Data provided –

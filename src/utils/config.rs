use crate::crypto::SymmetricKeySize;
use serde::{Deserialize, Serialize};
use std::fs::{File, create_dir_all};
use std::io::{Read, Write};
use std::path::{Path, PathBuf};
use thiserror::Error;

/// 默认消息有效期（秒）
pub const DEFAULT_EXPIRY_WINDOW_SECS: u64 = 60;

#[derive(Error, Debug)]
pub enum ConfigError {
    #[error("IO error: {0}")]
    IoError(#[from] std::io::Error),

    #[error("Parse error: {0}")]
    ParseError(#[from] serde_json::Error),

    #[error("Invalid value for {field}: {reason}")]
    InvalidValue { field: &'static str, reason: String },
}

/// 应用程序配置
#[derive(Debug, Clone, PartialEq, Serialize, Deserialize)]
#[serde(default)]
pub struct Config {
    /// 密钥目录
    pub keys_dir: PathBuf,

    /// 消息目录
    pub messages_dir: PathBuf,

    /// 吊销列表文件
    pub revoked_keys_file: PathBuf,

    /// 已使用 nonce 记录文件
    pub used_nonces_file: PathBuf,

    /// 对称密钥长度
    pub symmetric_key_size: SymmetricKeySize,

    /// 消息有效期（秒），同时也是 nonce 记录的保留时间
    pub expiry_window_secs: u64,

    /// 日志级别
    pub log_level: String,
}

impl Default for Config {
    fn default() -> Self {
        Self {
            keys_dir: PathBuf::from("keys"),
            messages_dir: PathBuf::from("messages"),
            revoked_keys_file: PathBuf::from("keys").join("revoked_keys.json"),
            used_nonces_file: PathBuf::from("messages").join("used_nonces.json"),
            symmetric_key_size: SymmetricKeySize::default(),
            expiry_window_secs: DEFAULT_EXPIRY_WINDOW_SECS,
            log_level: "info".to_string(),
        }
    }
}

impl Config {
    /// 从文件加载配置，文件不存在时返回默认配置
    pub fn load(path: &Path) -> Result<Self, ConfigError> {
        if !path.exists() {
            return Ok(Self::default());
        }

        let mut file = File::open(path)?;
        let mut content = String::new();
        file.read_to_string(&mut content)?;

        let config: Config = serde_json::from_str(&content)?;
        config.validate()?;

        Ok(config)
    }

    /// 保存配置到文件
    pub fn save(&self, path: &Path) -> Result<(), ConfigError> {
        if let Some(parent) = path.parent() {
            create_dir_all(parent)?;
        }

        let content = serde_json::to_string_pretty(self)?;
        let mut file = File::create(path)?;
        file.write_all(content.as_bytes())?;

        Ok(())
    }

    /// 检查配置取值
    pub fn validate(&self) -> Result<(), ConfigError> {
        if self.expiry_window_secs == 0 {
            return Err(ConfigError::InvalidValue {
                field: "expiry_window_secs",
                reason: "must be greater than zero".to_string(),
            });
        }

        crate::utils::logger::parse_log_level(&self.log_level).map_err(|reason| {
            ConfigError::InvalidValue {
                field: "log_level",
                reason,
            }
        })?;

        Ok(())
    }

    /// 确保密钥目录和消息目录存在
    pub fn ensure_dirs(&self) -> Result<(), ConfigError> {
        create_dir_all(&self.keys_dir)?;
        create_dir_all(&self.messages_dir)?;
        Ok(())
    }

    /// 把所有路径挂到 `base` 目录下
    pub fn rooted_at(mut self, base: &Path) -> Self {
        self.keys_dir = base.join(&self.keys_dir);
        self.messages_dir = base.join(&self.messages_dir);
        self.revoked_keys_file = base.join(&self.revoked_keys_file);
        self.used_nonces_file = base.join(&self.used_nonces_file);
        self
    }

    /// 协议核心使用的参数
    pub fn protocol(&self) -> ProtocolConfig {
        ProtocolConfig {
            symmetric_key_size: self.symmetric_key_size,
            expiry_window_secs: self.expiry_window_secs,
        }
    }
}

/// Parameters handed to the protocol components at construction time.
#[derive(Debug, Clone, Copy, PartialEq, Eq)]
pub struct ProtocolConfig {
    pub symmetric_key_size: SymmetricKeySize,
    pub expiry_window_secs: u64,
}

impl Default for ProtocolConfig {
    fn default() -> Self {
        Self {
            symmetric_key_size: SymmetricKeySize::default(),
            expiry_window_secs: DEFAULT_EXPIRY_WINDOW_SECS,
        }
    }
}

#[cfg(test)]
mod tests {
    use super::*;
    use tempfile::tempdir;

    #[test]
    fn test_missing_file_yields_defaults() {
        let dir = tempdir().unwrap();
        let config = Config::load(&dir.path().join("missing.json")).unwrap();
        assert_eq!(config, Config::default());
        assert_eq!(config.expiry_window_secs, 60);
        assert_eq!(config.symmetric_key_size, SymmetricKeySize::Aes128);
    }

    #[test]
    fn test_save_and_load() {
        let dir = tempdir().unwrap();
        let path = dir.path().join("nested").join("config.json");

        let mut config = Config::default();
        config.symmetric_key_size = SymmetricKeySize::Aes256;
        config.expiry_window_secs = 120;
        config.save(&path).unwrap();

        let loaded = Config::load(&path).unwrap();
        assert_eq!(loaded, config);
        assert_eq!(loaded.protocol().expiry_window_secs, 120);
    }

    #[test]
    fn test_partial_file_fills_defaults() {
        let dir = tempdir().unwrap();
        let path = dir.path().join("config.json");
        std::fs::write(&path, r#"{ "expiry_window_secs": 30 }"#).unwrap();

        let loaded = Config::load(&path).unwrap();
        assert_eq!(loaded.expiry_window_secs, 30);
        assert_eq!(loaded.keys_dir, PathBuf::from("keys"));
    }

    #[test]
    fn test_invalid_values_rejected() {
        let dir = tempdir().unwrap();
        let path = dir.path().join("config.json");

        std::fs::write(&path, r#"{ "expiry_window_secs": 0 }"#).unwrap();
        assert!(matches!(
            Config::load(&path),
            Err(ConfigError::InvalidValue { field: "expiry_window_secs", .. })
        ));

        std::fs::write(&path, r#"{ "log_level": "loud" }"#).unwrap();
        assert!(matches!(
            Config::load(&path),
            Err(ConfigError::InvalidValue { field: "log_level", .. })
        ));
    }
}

---

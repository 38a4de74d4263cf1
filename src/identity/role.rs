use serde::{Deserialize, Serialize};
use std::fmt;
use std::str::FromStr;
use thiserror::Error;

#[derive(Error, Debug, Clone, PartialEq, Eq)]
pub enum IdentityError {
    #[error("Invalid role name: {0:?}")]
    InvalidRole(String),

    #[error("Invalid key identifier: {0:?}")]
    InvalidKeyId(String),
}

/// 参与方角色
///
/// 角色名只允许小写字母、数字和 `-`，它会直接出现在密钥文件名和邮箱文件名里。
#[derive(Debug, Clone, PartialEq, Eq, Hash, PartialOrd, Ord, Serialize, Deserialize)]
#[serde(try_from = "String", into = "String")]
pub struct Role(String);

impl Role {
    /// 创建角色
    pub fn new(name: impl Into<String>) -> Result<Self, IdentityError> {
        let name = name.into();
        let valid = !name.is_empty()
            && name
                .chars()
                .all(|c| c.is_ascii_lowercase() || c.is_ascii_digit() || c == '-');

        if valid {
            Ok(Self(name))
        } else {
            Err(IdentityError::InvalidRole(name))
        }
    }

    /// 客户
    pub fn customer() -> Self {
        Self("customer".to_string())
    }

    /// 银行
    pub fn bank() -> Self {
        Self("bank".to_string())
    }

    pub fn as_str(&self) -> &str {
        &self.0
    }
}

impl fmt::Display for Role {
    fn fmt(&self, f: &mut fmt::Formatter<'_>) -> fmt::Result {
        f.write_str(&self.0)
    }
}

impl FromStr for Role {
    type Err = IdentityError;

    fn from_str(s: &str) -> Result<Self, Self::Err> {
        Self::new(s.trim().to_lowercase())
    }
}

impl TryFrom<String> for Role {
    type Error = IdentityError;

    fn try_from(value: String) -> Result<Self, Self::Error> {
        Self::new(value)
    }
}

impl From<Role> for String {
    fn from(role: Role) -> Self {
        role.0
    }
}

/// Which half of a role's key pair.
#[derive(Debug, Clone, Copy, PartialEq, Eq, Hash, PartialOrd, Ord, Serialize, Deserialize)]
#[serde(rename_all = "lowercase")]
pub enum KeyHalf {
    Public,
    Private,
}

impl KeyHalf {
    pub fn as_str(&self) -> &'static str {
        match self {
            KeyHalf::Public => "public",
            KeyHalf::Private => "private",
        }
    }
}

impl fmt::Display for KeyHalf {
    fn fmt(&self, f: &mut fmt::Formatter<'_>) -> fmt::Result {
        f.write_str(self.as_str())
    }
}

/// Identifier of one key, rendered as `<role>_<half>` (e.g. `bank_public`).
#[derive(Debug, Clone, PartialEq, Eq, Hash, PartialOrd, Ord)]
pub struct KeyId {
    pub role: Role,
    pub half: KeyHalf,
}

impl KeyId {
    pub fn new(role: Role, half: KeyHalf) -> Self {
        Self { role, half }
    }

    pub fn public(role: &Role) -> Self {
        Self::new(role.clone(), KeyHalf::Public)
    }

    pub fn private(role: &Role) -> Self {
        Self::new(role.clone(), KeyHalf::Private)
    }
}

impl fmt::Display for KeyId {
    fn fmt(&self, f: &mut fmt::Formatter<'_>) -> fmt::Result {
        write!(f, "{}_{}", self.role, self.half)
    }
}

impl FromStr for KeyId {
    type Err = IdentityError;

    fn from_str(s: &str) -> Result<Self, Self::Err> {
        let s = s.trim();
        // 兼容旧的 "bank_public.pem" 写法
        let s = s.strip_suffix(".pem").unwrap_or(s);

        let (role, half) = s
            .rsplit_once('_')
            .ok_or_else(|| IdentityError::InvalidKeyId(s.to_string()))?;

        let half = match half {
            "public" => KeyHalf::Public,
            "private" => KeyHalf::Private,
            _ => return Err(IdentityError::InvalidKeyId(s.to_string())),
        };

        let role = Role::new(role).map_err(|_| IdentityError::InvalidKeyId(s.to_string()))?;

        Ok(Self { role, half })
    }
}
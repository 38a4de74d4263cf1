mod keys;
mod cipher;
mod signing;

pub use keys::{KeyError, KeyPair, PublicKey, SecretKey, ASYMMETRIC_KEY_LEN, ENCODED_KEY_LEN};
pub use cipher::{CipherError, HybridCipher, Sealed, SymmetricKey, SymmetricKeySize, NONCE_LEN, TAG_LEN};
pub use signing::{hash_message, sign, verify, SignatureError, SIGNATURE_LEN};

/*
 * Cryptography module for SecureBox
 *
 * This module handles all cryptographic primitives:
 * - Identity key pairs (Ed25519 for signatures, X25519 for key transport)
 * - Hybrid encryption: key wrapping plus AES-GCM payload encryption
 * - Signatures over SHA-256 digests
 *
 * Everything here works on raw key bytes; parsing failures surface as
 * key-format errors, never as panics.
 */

Work item – What lines in the listing contain "trim"? Copy them all.

Finished task –
        Self::new(s.trim().to_lowercase())
        let s = s.trim();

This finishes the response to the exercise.